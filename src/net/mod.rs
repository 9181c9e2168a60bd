//! Networking module
//!
//! This module handles all network-related functionality for the Cinder server:
//! - TCP connection handling
//! - The per-connection pipeline (framing, compression, encryption, codec)
//! - Session management and the protocol state machine
//! - Message dispatch by phase

pub mod buffer;
pub mod dispatch;
pub mod handler;
pub mod pipeline;
pub mod session;
pub mod transport;
//! Connection handler module
//!
//! Handles the lifecycle of client connections including:
//! - Initial connection setup and the per-IP limit
//! - The writer task that owns the socket's write half
//! - The read loop feeding bytes into the session pipeline
//! - Reporting closed or broken connections to the session

use std::net::SocketAddr;
use std::sync::Arc;
use std::time::Duration;

use bytes::BytesMut;
use tokio::io::AsyncReadExt;
use tokio::net::tcp::OwnedReadHalf;
use tokio::net::TcpStream;
use tokio::time::timeout;
use tracing::{debug, info, trace, warn};

use crate::error::{Result, ServerError};
use crate::net::session::Session;
use crate::net::transport::{ChannelTransport, Transport};
use crate::state::AppState;

/// Initial read buffer size
const READ_BUFFER_SIZE: usize = 4096;

/// Read timeout in seconds
const READ_TIMEOUT_SECS: u64 = 30;

/// Connection handler for processing client connections
pub struct ConnectionHandler {
    /// Shared application state
    state: Arc<AppState>,
}

impl ConnectionHandler {
    /// Create a new connection handler
    pub fn new(state: Arc<AppState>) -> Self {
        Self { state }
    }

    /// Handle a TCP connection
    pub async fn handle_tcp(&self, stream: TcpStream, addr: SocketAddr) -> Result<()> {
        debug!(address = %addr, "Handling TCP connection");

        // Set TCP options
        stream.set_nodelay(true)?;

        let (reader, writer) = stream.into_split();
        let (transport, outbound) = ChannelTransport::new(addr);
        let transport = Arc::new(transport);

        // Refused connections just drop the socket
        let session = self
            .state
            .sessions
            .create_session(transport.clone() as Arc<dyn Transport>)?;

        tokio::spawn(outbound.run_writer(writer));

        self.read_loop(&session, &transport, reader).await;

        debug!(session_id = session.id, "Connection handler ending");
        Ok(())
    }

    /// Read until the peer goes away or the stream can no longer be trusted
    async fn read_loop(
        &self,
        session: &Arc<Session>,
        transport: &ChannelTransport,
        mut reader: OwnedReadHalf,
    ) {
        let mut buffer = BytesMut::with_capacity(READ_BUFFER_SIZE);

        loop {
            if session.is_disconnected() {
                break;
            }

            buffer.reserve(READ_BUFFER_SIZE);
            let read = timeout(
                Duration::from_secs(READ_TIMEOUT_SECS),
                reader.read_buf(&mut buffer),
            )
            .await;

            match read {
                Ok(Ok(0)) => {
                    debug!(session_id = session.id, "Connection closed by peer");
                    break;
                }
                Ok(Ok(n)) => {
                    trace!(session_id = session.id, bytes = n, "Read from socket");
                    let chunk = buffer.split();
                    if let Err(e) = session.inbound(&self.state, chunk) {
                        let reason = match &e {
                            ServerError::Codec(detail) => format!("decode error: {}", detail),
                            other => other.to_string(),
                        };
                        warn!(
                            session_id = session.id,
                            phase = %session.phase(),
                            error = %e,
                            "Closing connection after inbound error"
                        );
                        // Teardown runs on the tick loop
                        session.request_disconnect(reason);
                        return;
                    }
                }
                Ok(Err(e)) => {
                    info!(session_id = session.id, error = %e, "Read error");
                    break;
                }
                Err(_) => {
                    info!(
                        session_id = session.id,
                        timeout_secs = READ_TIMEOUT_SECS,
                        "Read timed out"
                    );
                    break;
                }
            }
        }

        transport.mark_inactive();
        session.on_transport_closed();
    }
}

################

[Prompt]: Print all of the data exactly as it stands above.

[Response area]:
filename src/net/mod.rs
repository 9181c9e2168a60bd
//! Networking module
//!
//! This module handles all network-related functionality for the Cinder server:
//! - TCP connection handling
//! - The per-connection pipeline (framing, compression, encryption, codec)
//! - Session management and the protocol state machine
//! - Message dispatch by phase

pub mod buffer;
pub mod dispatch;
pub mod handler;
pub mod pipeline;
pub mod session;
pub mod transport;
//! Connection handler module
//!
//! Handles the lifecycle of client connections including:
//! - Initial connection setup and the per-IP limit
//! - The writer task that owns the socket's write half
//! - The read loop feeding bytes into the session pipeline
//! - Reporting closed or broken connections to the session

use std::net::SocketAddr;
use std::sync::Arc;
use std::time::Duration;

use bytes::BytesMut;
use tokio::io::AsyncReadExt;
use tokio::net::tcp::OwnedReadHalf;
use tokio::net::TcpStream;
use tokio::time::timeout;
use tracing::{debug, info, trace, warn};

use crate::error::{Result, ServerError};
use crate::net::session::Session;
use crate::net::transport::{ChannelTransport, Transport};
use crate::state::AppState;

/// Initial read buffer size
const READ_BUFFER_SIZE: usize = 4096;

/// Read timeout in seconds
const READ_TIMEOUT_SECS: u64 = 30;

/// Connection handler for processing client connections
pub struct ConnectionHandler {
    /// Shared application state
    state: Arc<AppState>,
}

impl ConnectionHandler {
    /// Create a new connection handler
    pub fn new(state: Arc<AppState>) -> Self {
        Self { state }
    }

    /// Handle a TCP connection
    pub async fn handle_tcp(&self, stream: TcpStream, addr: SocketAddr) -> Result<()> {
        debug!(address = %addr, "Handling TCP connection");

        // Set TCP options
        stream.set_nodelay(true)?;

        let (reader, writer) = stream.into_split();
        let (transport, outbound) = ChannelTransport::new(addr);
        let transport = Arc::new(transport);

        // Refused connections just drop the socket
        let session = self
            .state
            .sessions
            .create_session(transport.clone() as Arc<dyn Transport>)?;

        tokio::spawn(outbound.run_writer(writer));

        self.read_loop(&session, &transport, reader).await;

        debug!(session_id = session.id, "Connection handler ending");
        Ok(())
    }

    /// Read until the peer goes away or the stream can no longer be trusted
    async fn read_loop(
        &self,
        session: &Arc<Session>,
        transport: &ChannelTransport,
        mut reader: OwnedReadHalf,
    ) {
        let mut buffer = BytesMut::with_capacity(READ_BUFFER_SIZE);

        loop {
            if session.is_disconnected() {
                break;
            }

            buffer.reserve(READ_BUFFER_SIZE);
            let read = timeout(
                Duration::from_secs(READ_TIMEOUT_SECS),
                reader.read_buf(&mut buffer),
            )
            .await;

            match read {
                Ok(Ok(0)) => {
                    debug!(session_id = session.id, "Connection closed by peer");
                    break;
                }
                Ok(Ok(n)) => {
                    trace!(session_id = session.id, bytes = n, "Read from socket");
                    let chunk = buffer.split();
                    if let Err(e) = session.inbound(&self.state, chunk) {
                        let reason = match &e {
                            ServerError::Codec(detail) => format!("decode error: {}", detail),
                            other => other.to_string(),
                        };
                        warn!(
                            session_id = session.id,
                            phase = %session.phase(),
                            error = %e,
                            "Closing connection after inbound error"
                        );
                        // Teardown runs on the tick loop
                        session.request_disconnect(reason);
                        return;
                    }
                }
                Ok(Err(e)) => {
                    info!(session_id = session.id, error = %e, "Read error");
                    break;
                }
                Err(_) => {
                    info!(
                        session_id = session.id,
                        timeout_secs = READ_TIMEOUT_SECS,
                        "Read timed out"
                    );
                    break;
                }
            }
        }

        transport.mark_inactive();
        session.on_transport_closed();
    }
}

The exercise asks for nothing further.